Rarely has a policy debate so divided and paralyzed a nation as the issue of “Brexit” in the United Kingdom. In a 2016 national referendum, British voters narrowly approved leaving the European Union. The aftermath and turmoil ever since provides a case study in how such divisions are poorly handled by a plurality, single-choice voting system -- yes, the same voting method used by Americans to elect their members of Congress, governors and presidential electors.
One problem is being able to win a majority of seats without trying to win a majority of votes. Since 1980, no British political party has won even 44% of the national vote. In 2015, for example, David Cameron’s Conservative Party won a majority of seats with only 36.9% of the votes. His plurality victory was reminiscent of Bill Clinton winning a huge majority of electoral votes in 1992 with only 43% of the vote (and only a single state with more than 50%) and, more recently, Justin Trudeau of Canada's Liberal Party maintaining power with only 33% of the vote, less than the Conservative Party.

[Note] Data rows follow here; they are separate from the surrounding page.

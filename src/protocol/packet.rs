use bytes::{BufMut, Bytes, BytesMut};

use crate::error::{GearmanError, Result};

pub const HEADER_LEN: usize = 12;

pub const REQ_MAGIC: [u8; 4] = *b"\0REQ";
pub const RES_MAGIC: [u8; 4] = *b"\0RES";

#[derive(Debug, Clone, Copy, PartialEq, Eq)]
pub enum Magic {
    Req,
    Res,
}

impl Magic {
    pub fn from_bytes(bytes: &[u8]) -> Option<Self> {
        match bytes {
            b"\0REQ" => Some(Magic::Req),
            b"\0RES" => Some(Magic::Res),
            _ => None,
        }
    }

    pub fn as_bytes(self) -> &'static [u8; 4] {
        match self {
            Magic::Req => &REQ_MAGIC,
            Magic::Res => &RES_MAGIC,
        }
    }
}

macro_rules! packet_types {
    ($($name:ident = $code:literal, $args:literal;)*) => {
        #[derive(Debug, Clone, Copy, PartialEq, Eq, Hash)]
        pub enum PacketType {
            $($name,)*
        }

        impl PacketType {
            pub fn from_code(code: u32) -> Option<Self> {
                match code {
                    $($code => Some(PacketType::$name),)*
                    _ => None,
                }
            }

            pub fn code(self) -> u32 {
                match self {
                    $(PacketType::$name => $code,)*
                }
            }

            /// Number of NUL-separated fields in the payload.
            pub fn arg_count(self) -> usize {
                match self {
                    $(PacketType::$name => $args,)*
                }
            }
        }
    };
}

packet_types! {
    CanDo = 1, 1;
    CantDo = 2, 1;
    ResetAbilities = 3, 0;
    PreSleep = 4, 0;
    Noop = 6, 0;
    SubmitJob = 7, 3;
    JobCreated = 8, 1;
    GrabJob = 9, 0;
    NoJob = 10, 0;
    JobAssign = 11, 3;
    WorkStatus = 12, 3;
    WorkComplete = 13, 2;
    WorkFail = 14, 1;
    GetStatus = 15, 1;
    EchoReq = 16, 1;
    EchoRes = 17, 1;
    SubmitJobBg = 18, 3;
    Error = 19, 2;
    StatusRes = 20, 5;
    SubmitJobHigh = 21, 3;
    SetClientId = 22, 1;
    CanDoTimeout = 23, 2;
    AllYours = 24, 0;
    WorkException = 25, 2;
    OptionReq = 26, 1;
    OptionRes = 27, 1;
    WorkData = 28, 2;
    WorkWarning = 29, 2;
    GrabJobUniq = 30, 0;
    JobAssignUniq = 31, 4;
    SubmitJobHighBg = 32, 3;
    SubmitJobLow = 33, 3;
    SubmitJobLowBg = 34, 3;
    SubmitJobSched = 35, 8;
    SubmitJobEpoch = 36, 4;
}

/// One framed protocol message.
#[derive(Debug, Clone, PartialEq, Eq)]
pub struct Packet {
    pub magic: Magic,
    pub kind: PacketType,
    pub args: Vec<Bytes>,
}

impl Packet {
    pub fn request<I, A>(kind: PacketType, args: I) -> Self
    where
        I: IntoIterator<Item = A>,
        A: Into<Bytes>,
    {
        Self {
            magic: Magic::Req,
            kind,
            args: args.into_iter().map(Into::into).collect(),
        }
    }

    pub fn response<I, A>(kind: PacketType, args: I) -> Self
    where
        I: IntoIterator<Item = A>,
        A: Into<Bytes>,
    {
        Self {
            magic: Magic::Res,
            kind,
            args: args.into_iter().map(Into::into).collect(),
        }
    }

    /// Response with no payload (NOOP, NO_JOB).
    pub fn empty_response(kind: PacketType) -> Self {
        Self {
            magic: Magic::Res,
            kind,
            args: Vec::new(),
        }
    }

    pub fn arg(&self, index: usize) -> Result<&Bytes> {
        self.args.get(index).ok_or_else(|| {
            GearmanError::Protocol(format!("{:?} is missing argument {}", self.kind, index))
        })
    }

    pub fn arg_str(&self, index: usize) -> Result<&str> {
        std::str::from_utf8(self.arg(index)?).map_err(|_| {
            GearmanError::Protocol(format!("{:?} argument {} is not UTF-8", self.kind, index))
        })
    }

    pub fn arg_u32(&self, index: usize) -> Result<u32> {
        self.arg_str(index)?.trim().parse().map_err(|_| {
            GearmanError::Protocol(format!("{:?} argument {} is not a number", self.kind, index))
        })
    }

    pub fn payload_len(&self) -> usize {
        let args: usize = self.args.iter().map(|a| a.len()).sum();
        args + self.args.len().saturating_sub(1)
    }

    /// Split a payload into exactly `kind.arg_count()` fields. The last field
    /// keeps any embedded NUL bytes.
    pub fn decode_args(kind: PacketType, payload: Bytes) -> Result<Vec<Bytes>> {
        let expected = kind.arg_count();
        if expected == 0 {
            return Ok(Vec::new());
        }

        let mut args = Vec::with_capacity(expected);
        let mut rest = payload;
        for _ in 0..expected - 1 {
            let Some(pos) = rest.iter().position(|b| *b == 0) else {
                return Err(GearmanError::Protocol(format!(
                    "{:?} expects {} arguments, got {}",
                    kind,
                    expected,
                    args.len() + 1
                )));
            };
            args.push(rest.split_to(pos));
            let _ = rest.split_to(1);
        }
        args.push(rest);
        Ok(args)
    }

    pub fn encode(&self, dst: &mut BytesMut) -> Result<()> {
        if self.args.len() != self.kind.arg_count() {
            return Err(GearmanError::Protocol(format!(
                "{:?} expects {} arguments, got {}",
                self.kind,
                self.kind.arg_count(),
                self.args.len()
            )));
        }

        let len = self.payload_len();
        let len = u32::try_from(len)
            .map_err(|_| GearmanError::Protocol(format!("payload of {} bytes too large", len)))?;

        dst.reserve(HEADER_LEN + len as usize);
        dst.put_slice(self.magic.as_bytes());
        dst.put_u32(self.kind.code());
        dst.put_u32(len);
        for (i, arg) in self.args.iter().enumerate() {
            if i > 0 {
                dst.put_u8(0);
            }
            dst.put_slice(arg);
        }
        Ok(())
    }
}

#[cfg(test)]
mod tests {
    use super::*;

    #[test]
    fn codes_round_trip() {
        for code in 1..=36 {
            if code == 5 {
                assert!(PacketType::from_code(code).is_none());
                continue;
            }
            let kind = PacketType::from_code(code).unwrap();
            assert_eq!(kind.code(), code);
        }
        assert!(PacketType::from_code(37).is_none());
    }

    #[test]
    fn last_argument_keeps_nul_bytes() {
        let payload = Bytes::from_static(b"reverse\0uid-1\0a\0b");
        let args = Packet::decode_args(PacketType::SubmitJob, payload).unwrap();
        assert_eq!(args[0], "reverse");
        assert_eq!(args[1], "uid-1");
        assert_eq!(&args[2][..], b"a\0b");
    }

    #[test]
    fn too_few_fields_is_an_error() {
        let payload = Bytes::from_static(b"reverse");
        let err = Packet::decode_args(PacketType::SubmitJob, payload).unwrap_err();
        assert!(matches!(err, GearmanError::Protocol(_)));
    }

    #[test]
    fn encode_writes_header_and_separators() {
        let packet = Packet::response(PacketType::WorkComplete, ["H:1", "done"]);
        let mut buf = BytesMut::new();
        packet.encode(&mut buf).unwrap();

        assert_eq!(&buf[0..4], b"\0RES");
        assert_eq!(&buf[4..8], &13u32.to_be_bytes());
        assert_eq!(&buf[8..12], &8u32.to_be_bytes());
        assert_eq!(&buf[12..], b"H:1\0done");
    }

    #[test]
    fn encode_rejects_wrong_arity() {
        let packet = Packet::response(PacketType::WorkComplete, ["H:1"]);
        assert!(packet.encode(&mut BytesMut::new()).is_err());
    }

    #[test]
    fn numeric_arguments() {
        let packet = Packet::request(PacketType::WorkStatus, ["H:1", "3", "x"]);
        assert_eq!(packet.arg_u32(1).unwrap(), 3);
        assert!(packet.arg_u32(2).is_err());
        assert!(packet.arg(3).is_err());
    }
}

Now, Boris Johnson leads the Conservatives, and his bid is all about playing to the “leave” Brexit base rather than a majority of Britons. “Remain” now consistently leads in polls, but its backers are divided among several parties. Johnson received a boost this week when Nigel Farage’s Brexit Party announced it would try to avoid splitting the “leave” vote by not running candidates in any seats now held by Conservatives. Farage is a long-time critic of plurality voting, and his party earlier this year joined a cross-party reform coalition in support of a proportional voting system. But Farage also knows that, in a plurality system, a more united “leave” vote provides the best chance for Johnson to turn 40% of the vote into a majority of seats.